**Exercise:**
Keeping every line intact, print the records that follow.

[Stored data]

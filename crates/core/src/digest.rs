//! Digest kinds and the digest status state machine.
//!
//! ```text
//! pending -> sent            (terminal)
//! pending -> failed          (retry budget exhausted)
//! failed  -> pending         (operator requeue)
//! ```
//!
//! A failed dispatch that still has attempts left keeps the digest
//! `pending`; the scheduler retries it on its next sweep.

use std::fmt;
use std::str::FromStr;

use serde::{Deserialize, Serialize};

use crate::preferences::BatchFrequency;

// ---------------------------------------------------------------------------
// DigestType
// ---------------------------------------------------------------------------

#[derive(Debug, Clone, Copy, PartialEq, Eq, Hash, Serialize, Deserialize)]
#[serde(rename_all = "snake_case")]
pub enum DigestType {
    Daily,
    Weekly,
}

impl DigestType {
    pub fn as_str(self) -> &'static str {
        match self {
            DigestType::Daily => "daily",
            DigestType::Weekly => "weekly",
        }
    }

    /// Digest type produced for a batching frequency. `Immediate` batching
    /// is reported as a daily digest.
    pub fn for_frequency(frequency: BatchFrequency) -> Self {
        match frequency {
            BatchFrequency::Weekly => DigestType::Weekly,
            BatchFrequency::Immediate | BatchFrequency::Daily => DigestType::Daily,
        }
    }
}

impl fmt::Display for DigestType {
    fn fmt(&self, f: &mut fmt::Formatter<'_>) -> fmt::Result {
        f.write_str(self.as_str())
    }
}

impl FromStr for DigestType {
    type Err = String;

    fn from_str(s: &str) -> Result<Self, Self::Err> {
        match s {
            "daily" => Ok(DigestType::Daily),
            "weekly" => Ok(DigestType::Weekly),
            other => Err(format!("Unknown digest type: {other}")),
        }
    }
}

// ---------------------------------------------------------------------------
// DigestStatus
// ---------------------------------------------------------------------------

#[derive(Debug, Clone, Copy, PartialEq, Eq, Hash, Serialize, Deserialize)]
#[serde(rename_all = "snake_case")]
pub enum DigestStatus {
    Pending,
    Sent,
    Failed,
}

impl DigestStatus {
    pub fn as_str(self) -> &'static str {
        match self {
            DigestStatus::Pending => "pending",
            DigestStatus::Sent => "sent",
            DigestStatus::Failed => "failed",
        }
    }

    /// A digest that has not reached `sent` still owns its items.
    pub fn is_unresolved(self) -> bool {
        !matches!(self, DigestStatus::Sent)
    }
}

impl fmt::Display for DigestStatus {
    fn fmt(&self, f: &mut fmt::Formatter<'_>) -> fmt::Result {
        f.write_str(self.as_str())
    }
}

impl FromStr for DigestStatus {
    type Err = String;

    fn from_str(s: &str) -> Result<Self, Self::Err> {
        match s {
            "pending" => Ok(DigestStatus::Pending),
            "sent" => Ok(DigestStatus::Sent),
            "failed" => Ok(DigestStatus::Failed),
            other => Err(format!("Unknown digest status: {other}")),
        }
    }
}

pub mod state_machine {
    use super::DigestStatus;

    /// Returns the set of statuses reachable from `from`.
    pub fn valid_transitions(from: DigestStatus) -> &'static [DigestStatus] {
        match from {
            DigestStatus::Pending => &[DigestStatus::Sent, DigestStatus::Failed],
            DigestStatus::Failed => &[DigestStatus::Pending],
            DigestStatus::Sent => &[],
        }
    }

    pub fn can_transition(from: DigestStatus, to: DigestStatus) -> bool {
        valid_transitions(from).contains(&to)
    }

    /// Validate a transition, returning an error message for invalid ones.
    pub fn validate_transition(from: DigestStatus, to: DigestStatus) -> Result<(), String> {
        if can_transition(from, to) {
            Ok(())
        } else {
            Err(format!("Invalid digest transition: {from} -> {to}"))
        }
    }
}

**Result of this task:**
filename crates/core/src/digest.rs
//! Digest kinds and the digest status state machine.
//!
//! ```text
//! pending -> sent            (terminal)
//! pending -> failed          (retry budget exhausted)
//! failed  -> pending         (operator requeue)
//! ```
//!
//! A failed dispatch that still has attempts left keeps the digest
//! `pending`; the scheduler retries it on its next sweep.

use std::fmt;
use std::str::FromStr;

use serde::{Deserialize, Serialize};

use crate::preferences::BatchFrequency;

// ---------------------------------------------------------------------------
// DigestType
// ---------------------------------------------------------------------------

#[derive(Debug, Clone, Copy, PartialEq, Eq, Hash, Serialize, Deserialize)]
#[serde(rename_all = "snake_case")]
pub enum DigestType {
    Daily,
    Weekly,
}

impl DigestType {
    pub fn as_str(self) -> &'static str {
        match self {
            DigestType::Daily => "daily",
            DigestType::Weekly => "weekly",
        }
    }

    /// Digest type produced for a batching frequency. `Immediate` batching
    /// is reported as a daily digest.
    pub fn for_frequency(frequency: BatchFrequency) -> Self {
        match frequency {
            BatchFrequency::Weekly => DigestType::Weekly,
            BatchFrequency::Immediate | BatchFrequency::Daily => DigestType::Daily,
        }
    }
}

impl fmt::Display for DigestType {
    fn fmt(&self, f: &mut fmt::Formatter<'_>) -> fmt::Result {
        f.write_str(self.as_str())
    }
}

impl FromStr for DigestType {
    type Err = String;

    fn from_str(s: &str) -> Result<Self, Self::Err> {
        match s {
            "daily" => Ok(DigestType::Daily),
            "weekly" => Ok(DigestType::Weekly),
            other => Err(format!("Unknown digest type: {other}")),
        }
    }
}

// ---------------------------------------------------------------------------
// DigestStatus
// ---------------------------------------------------------------------------

#[derive(Debug, Clone, Copy, PartialEq, Eq, Hash, Serialize, Deserialize)]
#[serde(rename_all = "snake_case")]
pub enum DigestStatus {
    Pending,
    Sent,
    Failed,
}

impl DigestStatus {
    pub fn as_str(self) -> &'static str {
        match self {
            DigestStatus::Pending => "pending",
            DigestStatus::Sent => "sent",
            DigestStatus::Failed => "failed",
        }
    }

    /// A digest that has not reached `sent` still owns its items.
    pub fn is_unresolved(self) -> bool {
        !matches!(self, DigestStatus::Sent)
    }
}

impl fmt::Display for DigestStatus {
    fn fmt(&self, f: &mut fmt::Formatter<'_>) -> fmt::Result {
        f.write_str(self.as_str())
    }
}

impl FromStr for DigestStatus {
    type Err = String;

    fn from_str(s: &str) -> Result<Self, Self::Err> {
        match s {
            "pending" => Ok(DigestStatus::Pending),
            "sent" => Ok(DigestStatus::Sent),
            "failed" => Ok(DigestStatus::Failed),
            other => Err(format!("Unknown digest status: {other}")),
        }
    }
}

pub mod state_machine {
    use super::DigestStatus;

    /// Returns the set of statuses reachable from `from`.
    pub fn valid_transitions(from: DigestStatus) -> &'static [DigestStatus] {
        match from {
            DigestStatus::Pending => &[DigestStatus::Sent, DigestStatus::Failed],
            DigestStatus::Failed => &[DigestStatus::Pending],
            DigestStatus::Sent => &[],
        }
    }

    pub fn can_transition(from: DigestStatus, to: DigestStatus) -> bool {
        valid_transitions(from).contains(&to)
    }

    /// Validate a transition, returning an error message for invalid ones.
    pub fn validate_transition(from: DigestStatus, to: DigestStatus) -> Result<(), String> {
        if can_transition(from, to) {
            Ok(())
        } else {
            Err(format!("Invalid digest transition: {from} -> {to}"))
        }
    }
}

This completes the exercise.